Among the records below, find the line that has "to bind listener"; from there, give the lines again exactly, and stop after the line that has "fn peer(&self) ->".
---+---
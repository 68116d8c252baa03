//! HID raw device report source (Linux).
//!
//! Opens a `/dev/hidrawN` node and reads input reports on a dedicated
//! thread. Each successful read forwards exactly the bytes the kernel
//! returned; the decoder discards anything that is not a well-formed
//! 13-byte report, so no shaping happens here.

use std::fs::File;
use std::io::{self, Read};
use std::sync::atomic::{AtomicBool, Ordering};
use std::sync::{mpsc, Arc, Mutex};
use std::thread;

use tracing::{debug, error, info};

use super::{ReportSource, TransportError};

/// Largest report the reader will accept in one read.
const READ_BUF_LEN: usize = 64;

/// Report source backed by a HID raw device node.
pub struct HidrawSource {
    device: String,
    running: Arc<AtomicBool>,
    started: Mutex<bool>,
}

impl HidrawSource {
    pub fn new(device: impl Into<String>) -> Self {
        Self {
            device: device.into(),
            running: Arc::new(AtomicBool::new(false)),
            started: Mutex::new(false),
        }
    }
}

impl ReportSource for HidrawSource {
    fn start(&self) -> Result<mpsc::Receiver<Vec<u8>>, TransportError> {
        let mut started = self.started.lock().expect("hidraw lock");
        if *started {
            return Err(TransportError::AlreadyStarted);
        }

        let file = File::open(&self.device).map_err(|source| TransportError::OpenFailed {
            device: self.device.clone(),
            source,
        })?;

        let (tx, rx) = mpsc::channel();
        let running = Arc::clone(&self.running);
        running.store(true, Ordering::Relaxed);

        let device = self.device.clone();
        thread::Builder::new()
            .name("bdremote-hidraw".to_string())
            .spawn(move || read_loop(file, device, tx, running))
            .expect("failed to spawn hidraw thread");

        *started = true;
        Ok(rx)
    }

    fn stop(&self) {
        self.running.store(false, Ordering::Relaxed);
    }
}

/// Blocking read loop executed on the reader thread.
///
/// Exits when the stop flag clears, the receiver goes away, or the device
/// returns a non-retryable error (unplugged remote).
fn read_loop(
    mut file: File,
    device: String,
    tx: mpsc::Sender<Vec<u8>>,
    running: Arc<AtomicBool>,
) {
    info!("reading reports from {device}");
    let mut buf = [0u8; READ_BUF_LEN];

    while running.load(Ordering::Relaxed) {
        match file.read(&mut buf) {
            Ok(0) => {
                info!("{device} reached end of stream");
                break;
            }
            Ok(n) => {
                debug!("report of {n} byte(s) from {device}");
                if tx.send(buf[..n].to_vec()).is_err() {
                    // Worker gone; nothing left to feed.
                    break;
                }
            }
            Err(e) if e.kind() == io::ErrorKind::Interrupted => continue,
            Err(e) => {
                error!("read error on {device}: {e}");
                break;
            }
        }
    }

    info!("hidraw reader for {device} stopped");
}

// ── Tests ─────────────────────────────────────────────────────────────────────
---+---
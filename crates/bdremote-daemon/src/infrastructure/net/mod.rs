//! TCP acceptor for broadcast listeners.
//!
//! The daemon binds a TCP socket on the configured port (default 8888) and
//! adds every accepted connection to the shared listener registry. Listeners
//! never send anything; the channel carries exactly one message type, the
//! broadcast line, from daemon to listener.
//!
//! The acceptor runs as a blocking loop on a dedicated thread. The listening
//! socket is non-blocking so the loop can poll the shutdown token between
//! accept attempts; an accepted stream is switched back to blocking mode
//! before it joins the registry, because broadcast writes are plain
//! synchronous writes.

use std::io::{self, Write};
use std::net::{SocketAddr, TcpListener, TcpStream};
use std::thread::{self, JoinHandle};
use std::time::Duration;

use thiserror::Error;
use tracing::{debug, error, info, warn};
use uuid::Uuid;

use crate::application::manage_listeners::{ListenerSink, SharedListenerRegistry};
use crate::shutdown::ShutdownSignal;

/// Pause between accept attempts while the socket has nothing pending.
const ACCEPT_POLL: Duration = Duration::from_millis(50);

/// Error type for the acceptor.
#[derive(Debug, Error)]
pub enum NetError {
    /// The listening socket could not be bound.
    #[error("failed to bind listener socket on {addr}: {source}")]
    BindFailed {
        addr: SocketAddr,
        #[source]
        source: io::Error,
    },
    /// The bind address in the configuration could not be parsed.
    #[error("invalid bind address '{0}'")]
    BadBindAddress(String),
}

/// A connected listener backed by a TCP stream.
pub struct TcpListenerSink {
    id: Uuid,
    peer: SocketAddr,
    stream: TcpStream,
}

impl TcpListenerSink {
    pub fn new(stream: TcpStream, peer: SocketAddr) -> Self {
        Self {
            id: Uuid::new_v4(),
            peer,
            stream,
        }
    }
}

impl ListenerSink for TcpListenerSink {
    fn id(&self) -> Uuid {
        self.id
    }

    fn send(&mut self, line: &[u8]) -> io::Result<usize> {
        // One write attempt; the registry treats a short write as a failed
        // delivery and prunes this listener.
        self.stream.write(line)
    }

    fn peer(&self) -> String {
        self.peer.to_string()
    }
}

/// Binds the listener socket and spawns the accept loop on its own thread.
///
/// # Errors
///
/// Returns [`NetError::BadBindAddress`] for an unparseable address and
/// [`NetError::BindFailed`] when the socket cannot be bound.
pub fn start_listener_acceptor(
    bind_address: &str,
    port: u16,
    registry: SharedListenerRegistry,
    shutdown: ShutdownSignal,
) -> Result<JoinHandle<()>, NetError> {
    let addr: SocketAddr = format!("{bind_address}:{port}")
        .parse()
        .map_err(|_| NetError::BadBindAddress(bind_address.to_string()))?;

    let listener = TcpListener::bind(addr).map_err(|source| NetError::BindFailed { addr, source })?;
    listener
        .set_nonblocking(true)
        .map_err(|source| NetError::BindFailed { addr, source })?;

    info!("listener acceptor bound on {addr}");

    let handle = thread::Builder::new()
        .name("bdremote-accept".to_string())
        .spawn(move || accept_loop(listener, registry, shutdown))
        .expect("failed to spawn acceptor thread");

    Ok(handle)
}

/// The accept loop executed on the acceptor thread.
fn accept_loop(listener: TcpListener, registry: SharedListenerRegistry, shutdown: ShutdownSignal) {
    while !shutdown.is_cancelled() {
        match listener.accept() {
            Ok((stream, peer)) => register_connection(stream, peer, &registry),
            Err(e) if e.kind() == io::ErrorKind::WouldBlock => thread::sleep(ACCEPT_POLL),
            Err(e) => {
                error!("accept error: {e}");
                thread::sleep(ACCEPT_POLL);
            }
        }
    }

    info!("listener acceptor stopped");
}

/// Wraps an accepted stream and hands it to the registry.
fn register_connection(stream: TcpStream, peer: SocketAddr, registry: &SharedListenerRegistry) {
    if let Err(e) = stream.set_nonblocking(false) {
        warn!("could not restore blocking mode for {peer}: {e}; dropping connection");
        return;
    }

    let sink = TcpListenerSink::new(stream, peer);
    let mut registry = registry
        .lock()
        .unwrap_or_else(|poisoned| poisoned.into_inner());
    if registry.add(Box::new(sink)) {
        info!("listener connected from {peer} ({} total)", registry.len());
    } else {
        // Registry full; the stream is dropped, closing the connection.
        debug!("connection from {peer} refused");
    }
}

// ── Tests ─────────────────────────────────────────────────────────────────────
---+---
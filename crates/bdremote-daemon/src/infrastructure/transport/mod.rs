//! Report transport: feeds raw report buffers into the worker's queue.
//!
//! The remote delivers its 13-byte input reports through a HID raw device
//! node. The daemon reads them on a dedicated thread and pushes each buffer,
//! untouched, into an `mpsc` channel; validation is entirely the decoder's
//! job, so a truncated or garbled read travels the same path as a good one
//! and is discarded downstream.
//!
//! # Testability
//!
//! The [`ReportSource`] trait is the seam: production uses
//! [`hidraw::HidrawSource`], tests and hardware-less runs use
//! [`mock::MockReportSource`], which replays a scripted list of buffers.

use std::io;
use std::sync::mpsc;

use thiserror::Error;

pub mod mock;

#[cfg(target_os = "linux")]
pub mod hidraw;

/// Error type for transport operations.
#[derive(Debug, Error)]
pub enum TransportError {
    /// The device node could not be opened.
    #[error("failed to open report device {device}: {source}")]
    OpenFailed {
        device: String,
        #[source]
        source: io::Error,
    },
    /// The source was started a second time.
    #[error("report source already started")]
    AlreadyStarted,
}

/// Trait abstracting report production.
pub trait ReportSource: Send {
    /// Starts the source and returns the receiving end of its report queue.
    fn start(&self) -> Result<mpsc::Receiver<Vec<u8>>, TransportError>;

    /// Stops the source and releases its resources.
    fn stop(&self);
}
---+---
Final answer:
    #[error("failed to bind listener socket on {addr}: {source}")]
    BindFailed {
        addr: SocketAddr,
        #[source]
        source: io::Error,
    },
    /// The bind address in the configuration could not be parsed.
    #[error("invalid bind address '{0}'")]
    BadBindAddress(String),
}

/// A connected listener backed by a TCP stream.
pub struct TcpListenerSink {
    id: Uuid,
    peer: SocketAddr,
    stream: TcpStream,
}

impl TcpListenerSink {
    pub fn new(stream: TcpStream, peer: SocketAddr) -> Self {
        Self {
            id: Uuid::new_v4(),
            peer,
            stream,
        }
    }
}

impl ListenerSink for TcpListenerSink {
    fn id(&self) -> Uuid {
        self.id
    }

    fn send(&mut self, line: &[u8]) -> io::Result<usize> {
        // One write attempt; the registry treats a short write as a failed
        // delivery and prunes this listener.
        self.stream.write(line)
    }

    fn peer(&self) -> String {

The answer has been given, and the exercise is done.